Impact of LL-37 on anti-infective immunity
Journal of Leukocyte Biology, 2004
Host defense peptides (often called cationic antimicrobial peptides) have pleiotropic immunomodulatory functions. The human host defense peptide LL-37 is up-regulated at sites of infection and has little or no antimicrobial activity in tissue-culture media but under the same conditions, demonstrates immunomodulatory effects on epithelial cells, monocytes, and dendritic cells (DC). These effects include the induction of chemokine production in a mitogen-activated protein kinase-dependent manner in epithelial cell lines and monocytes and profound alterations of DC differentiation, resulting in the capacity to enhance a T helper cell type 1 response. Although the exact mechanisms of interaction between LL-37 and these cell types have not been elucidated, there is evidence for specific (i.e., receptor-mediated) and nonspecific interactions. The relative significance of the direct antimicrobial activities and immunomodulatory properties of LL-37 and other cationic host defense peptides in host defense remains unresolved.

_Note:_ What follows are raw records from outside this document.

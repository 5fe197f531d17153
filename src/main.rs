use anyhow::Result;
use clap::{Parser, Subcommand};
use tracing_subscriber::EnvFilter;

use annal::config::Config;
use annal::source::SourceRegistry;

#[derive(Parser)]
#[command(name = "annal")]
#[command(about = "Coding-assistant session history ingestion and normalization")]
struct Cli {
    #[command(subcommand)]
    command: Commands,

    /// Config file path
    #[arg(short, long, default_value = "annal.yaml")]
    config: String,
}

#[derive(Subcommand)]
enum Commands {
    /// List configured sources and what they can see on this machine
    Sources,

    /// Extract and normalize sessions, one JSON record set per line
    Extract {
        /// Only this source (claude-code, codex, cursor, gemini)
        #[arg(short, long)]
        source: Option<String>,
    },
}

fn main() -> Result<()> {
    tracing_subscriber::fmt()
        .with_env_filter(EnvFilter::from_default_env())
        .with_writer(std::io::stderr)
        .init();

    let cli = Cli::parse();
    let config = Config::load(&cli.config).unwrap_or_default();
    let registry = SourceRegistry::new(&config);

    match cli.command {
        Commands::Sources => {
            for source in registry.all_sources() {
                let status = if source.detect() { "detected" } else { "absent" };
                let locations = source.discover().map(|l| l.len()).unwrap_or(0);
                println!(
                    "{:12} {:10} {} locations ({})",
                    source.source().tag(),
                    status,
                    locations,
                    source.description()
                );
            }
        }
        Commands::Extract { source } => {
            let sources: Vec<_> = match &source {
                Some(tag) => registry.get_source(tag).into_iter().collect(),
                None => registry.detected_sources(),
            };

            for src in sources {
                let locations = match src.discover() {
                    Ok(locations) => locations,
                    Err(e) => {
                        eprintln!("{}: discovery failed: {}", src.source().tag(), e);
                        continue;
                    }
                };
                for location in &locations {
                    let conversations = match src.extract(location) {
                        Ok(conversations) => conversations,
                        Err(e) => {
                            eprintln!(
                                "{}: extract failed for {}: {}",
                                src.source().tag(),
                                location.store_path.display(),
                                e
                            );
                            continue;
                        }
                    };
                    for raw in &conversations {
                        let normalized = src.normalize(raw, location);
                        println!("{}", serde_json::to_string(&normalized)?);
                    }
                }
            }
        }
    }

    Ok(())
}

To demonstrate that antimicrobial activity was not necessarily required for protection in vivo, model peptides were synthesized and tested for antimicrobial and immunomodulatory activities. A peptide with no antimicrobial activity was found to be protective in animal models of Staphylococcus aureus and Salmonella infection, implying that a host defense peptide can protect by exerting immunomodulatory properties. J. Leukoc. Biol. 77: 451-459; 2005.